====== Data provided

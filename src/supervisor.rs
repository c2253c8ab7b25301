use crate::device::{
    DeviceConfig, DeviceError, DeviceEvent, DeviceRequest, DeviceTransport, TransportFactory,
};
use crate::error::{MonitorError, Result};
use crate::persistence::JsonStore;
use crate::settings::Settings;
use crate::telemetry::{normalize, DpValue, RawDataPoints, Reading, POWER_ON_DP};
use chrono::Utc;
use serde_derive::Serialize;
use std::future::Future;
use std::sync::{Arc, Mutex, MutexGuard, PoisonError, Weak};
use std::time::Duration;
use tokio::sync::mpsc::{self, Receiver};
use tokio::time::{sleep, timeout};
use tracing::{debug, info, warn};

const EVENT_BUFFER: usize = 32;

#[derive(Debug, Clone, Copy, PartialEq, Eq, Serialize)]
#[serde(rename_all = "lowercase")]
pub enum Connectivity {
    Disconnected,
    Connected,
}

impl Connectivity {
    pub fn is_connected(&self) -> bool {
        *self == Connectivity::Connected
    }
}

#[derive(Debug, Clone, Copy)]
pub struct Timeouts {
    pub discovery: Duration,
    /// Bound for connect, set, refresh and disconnect.
    pub command: Duration,
    /// Delay before the refresh that follows a toggle.
    pub settle: Duration,
}

impl Default for Timeouts {
    fn default() -> Self {
        Self {
            discovery: Duration::from_secs(10),
            command: Duration::from_secs(10),
            settle: Duration::from_secs(1),
        }
    }
}

impl From<&Settings> for Timeouts {
    fn from(settings: &Settings) -> Self {
        Self {
            discovery: settings.discovery_timeout,
            command: settings.command_timeout,
            ..Self::default()
        }
    }
}

#[derive(Clone)]
struct Handle {
    generation: u64,
    transport: Arc<dyn DeviceTransport>,
}

/// Everything fed by device events, guarded by a single lock.
struct Link {
    config: Option<DeviceConfig>,
    handle: Option<Handle>,
    generation: u64,
    connectivity: Connectivity,
    connecting: bool,
    data_points: RawDataPoints,
    latest: Reading,
}

impl Link {
    fn mark_disconnected(&mut self) {
        self.connectivity = Connectivity::Disconnected;
        self.latest.connected = false;
    }
}

struct Inner {
    factory: Arc<dyn TransportFactory>,
    persistence: JsonStore,
    timeouts: Timeouts,
    link: Mutex<Link>,
}

/// Owns the device handle and keeps the connection alive.
///
/// The lock is never held across an await, so status readers are never
/// blocked by an in-flight discovery or connect.
#[derive(Clone)]
pub struct Supervisor {
    inner: Arc<Inner>,
}

impl Supervisor {
    pub fn new(
        factory: Arc<dyn TransportFactory>,
        persistence: JsonStore,
        timeouts: Timeouts,
    ) -> Self {
        Self {
            inner: Arc::new(Inner {
                factory,
                persistence,
                timeouts,
                link: Mutex::new(Link {
                    config: None,
                    handle: None,
                    generation: 0,
                    connectivity: Connectivity::Disconnected,
                    connecting: false,
                    data_points: RawDataPoints::new(),
                    latest: Reading::zeroed(Utc::now()),
                }),
            }),
        }
    }

    fn link(&self) -> MutexGuard<'_, Link> {
        self.inner
            .link
            .lock()
            .unwrap_or_else(PoisonError::into_inner)
    }

    /// Adopts a previously persisted config without writing it back.
    pub fn resume(&self, config: DeviceConfig) {
        let mut link = self.link();
        info!("Resuming device {} at {}", config.id, config.ip);
        link.config = Some(config.clone());
        self.install_handle(&mut link, &config);
    }

    pub async fn configure(&self, request: DeviceRequest) -> Result<DeviceConfig> {
        if self.link().config.is_some() {
            return Err(MonitorError::AlreadyConfigured);
        }
        let config = DeviceConfig::try_from(request)?;

        let writer = self.inner.persistence.config_writer().await;
        let previous = {
            let mut link = self.link();
            if link.config.is_some() {
                return Err(MonitorError::AlreadyConfigured);
            }
            link.config = Some(config.clone());
            link.data_points = RawDataPoints::new();
            link.latest = Reading::zeroed(Utc::now());
            self.install_handle(&mut link, &config)
        };
        info!("Device {} configured at {}", config.id, config.ip);

        writer.save(Some(&config)).await;
        drop(writer);
        if let Some(previous) = previous {
            self.teardown(previous).await;
        }

        let supervisor = self.clone();
        tokio::spawn(async move {
            supervisor.connect_cycle().await;
        });

        Ok(config)
    }

    /// Drops the device. The reading log is left alone.
    pub async fn deconfigure(&self) -> Result<()> {
        let writer = self.inner.persistence.config_writer().await;
        let previous = {
            let mut link = self.link();
            let config = link.config.take().ok_or(MonitorError::NotConfigured)?;
            info!("Removing device {}", config.id);
            link.connecting = false;
            link.mark_disconnected();
            link.handle.take()
        };
        writer.remove().await;
        drop(writer);

        if let Some(previous) = previous {
            self.teardown(previous.transport).await;
        }
        Ok(())
    }

    pub fn config(&self) -> Option<DeviceConfig> {
        self.link().config.clone()
    }

    pub fn is_configured(&self) -> bool {
        self.link().config.is_some()
    }

    pub fn connectivity(&self) -> Connectivity {
        self.link().connectivity
    }

    pub fn latest(&self) -> Reading {
        self.link().latest.clone()
    }

    /// Latest reading, but only while the device is connected.
    pub fn capture(&self) -> Option<Reading> {
        let link = self.link();
        link.connectivity
            .is_connected()
            .then(|| link.latest.clone())
    }

    /// One discovery + connect attempt. Failures leave the link disconnected
    /// and are retried by the next poll.
    pub async fn connect_cycle(&self) {
        let handle = {
            let mut link = self.link();
            let Some(config) = link.config.clone() else {
                debug!("No device configured, skipping connect");
                return;
            };
            if link.handle.is_none() {
                self.install_handle(&mut link, &config);
            }
            let Some(handle) = link.handle.clone() else {
                return;
            };
            if link.connecting {
                debug!("Connect attempt already in flight");
                return;
            }
            link.connecting = true;
            handle
        };

        let outcome = self.attempt_connect(&handle.transport).await;

        let mut link = self.link();
        if link.handle.as_ref().map(|h| h.generation) != Some(handle.generation) {
            debug!("Discarding outcome of superseded connect attempt");
            return;
        }
        link.connecting = false;
        match outcome {
            Ok(()) => debug!("Connect attempt finished"),
            Err(e) => {
                warn!("Device connect failed: {}", e);
                link.mark_disconnected();
            }
        }
    }

    async fn attempt_connect(&self, transport: &Arc<dyn DeviceTransport>) -> std::result::Result<(), DeviceError> {
        let timeouts = self.inner.timeouts;
        bounded(timeouts.discovery, "Discovery", transport.discover()).await?;
        bounded(timeouts.command, "Connect", transport.connect()).await
    }

    /// Asks a connected device for fresh values. Failures arrive as events.
    pub async fn refresh(&self) {
        let handle = {
            let link = self.link();
            match (&link.handle, link.connectivity) {
                (Some(handle), Connectivity::Connected) => handle.clone(),
                _ => return,
            }
        };

        if let Err(DeviceError::Timeout(op)) =
            bounded(self.inner.timeouts.command, "Refresh", handle.transport.refresh()).await
        {
            self.apply_event(handle.generation, DeviceEvent::Error(format!("{op} timed out")));
        }
    }

    /// Flips the relay and returns the intended state without waiting for
    /// the device to confirm it. A refresh shortly after reconciles the
    /// latest reading.
    pub async fn toggle(&self) -> Result<bool> {
        let (handle, target) = {
            let link = self.link();
            match (&link.handle, link.connectivity) {
                (Some(handle), Connectivity::Connected) => (handle.clone(), !link.latest.power_on),
                _ => return Err(MonitorError::NotConnected),
            }
        };

        info!("Switching device {}", if target { "on" } else { "off" });
        bounded(
            self.inner.timeouts.command,
            "Set",
            handle
                .transport
                .set_data_point(POWER_ON_DP, DpValue::Bool(target)),
        )
        .await
        .map_err(|e| MonitorError::Command(e.to_string()))?;

        let supervisor = self.clone();
        let settle = self.inner.timeouts.settle;
        tokio::spawn(async move {
            sleep(settle).await;
            supervisor.refresh().await;
        });

        Ok(target)
    }

    /// Disconnects the device but keeps its config.
    pub async fn shutdown(&self) {
        let handle = {
            let mut link = self.link();
            link.connecting = false;
            link.mark_disconnected();
            link.handle.take()
        };
        if let Some(handle) = handle {
            self.teardown(handle.transport).await;
        }
    }

    /// Replaces the handle with a fresh transport and returns the old one.
    fn install_handle(
        &self,
        link: &mut Link,
        config: &DeviceConfig,
    ) -> Option<Arc<dyn DeviceTransport>> {
        link.generation += 1;
        let generation = link.generation;
        let (tx, rx) = mpsc::channel(EVENT_BUFFER);
        let transport = self.inner.factory.create(config, tx);

        link.connecting = false;
        link.mark_disconnected();
        let previous = link.handle.replace(Handle {
            generation,
            transport,
        });

        Self::spawn_event_loop(Arc::downgrade(&self.inner), generation, rx);
        previous.map(|h| h.transport)
    }

    fn spawn_event_loop(inner: Weak<Inner>, generation: u64, mut events: Receiver<DeviceEvent>) {
        tokio::spawn(async move {
            while let Some(event) = events.recv().await {
                let Some(inner) = inner.upgrade() else {
                    break;
                };
                Supervisor { inner }.apply_event(generation, event);
            }
            debug!("Event loop for handle {} finished", generation);
        });
    }

    async fn teardown(&self, transport: Arc<dyn DeviceTransport>) {
        // A handle that never connected may refuse to disconnect.
        if let Err(e) = bounded(self.inner.timeouts.command, "Disconnect", transport.disconnect()).await
        {
            debug!("Ignoring teardown error: {}", e);
        }
    }

    fn apply_event(&self, generation: u64, event: DeviceEvent) {
        let mut link = self.link();
        if link.handle.as_ref().map(|h| h.generation) != Some(generation) {
            debug!("Ignoring {:?} from discarded handle {}", event, generation);
            return;
        }

        match event {
            DeviceEvent::Connected => {
                if !link.connectivity.is_connected() {
                    info!("Device connected");
                }
                link.connectivity = Connectivity::Connected;
                link.latest.connected = true;
            }
            DeviceEvent::Disconnected => {
                if link.connectivity.is_connected() {
                    info!("Device disconnected");
                }
                link.mark_disconnected();
            }
            DeviceEvent::Error(message) => {
                warn!("Device error: {}", message);
                link.mark_disconnected();
            }
            DeviceEvent::Data(points) | DeviceEvent::DpRefresh(points) => {
                link.data_points.merge(&points);
                let reading = normalize(
                    &link.data_points,
                    link.connectivity.is_connected(),
                    Utc::now(),
                );
                debug!(
                    "Reading {}W {}A {}V on={}",
                    reading.watt, reading.current, reading.voltage, reading.power_on
                );
                link.latest = reading;
            }
        }
    }
}

async fn bounded<T>(
    limit: Duration,
    op: &'static str,
    fut: impl Future<Output = std::result::Result<T, DeviceError>>,
) -> std::result::Result<T, DeviceError> {
    timeout(limit, fut)
        .await
        .map_err(|_| DeviceError::Timeout(op))?
}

============

◆ What the exercise asks ◆
Reproduce all lines from the records above that include the word "discovery".

◆ Expected output ◆
    pub discovery: Duration,
            discovery: Duration::from_secs(10),
            discovery: settings.discovery_timeout,
/// blocked by an in-flight discovery or connect.
    /// One discovery + connect attempt. Failures leave the link disconnected
        bounded(timeouts.discovery, "Discovery", transport.discover()).await?;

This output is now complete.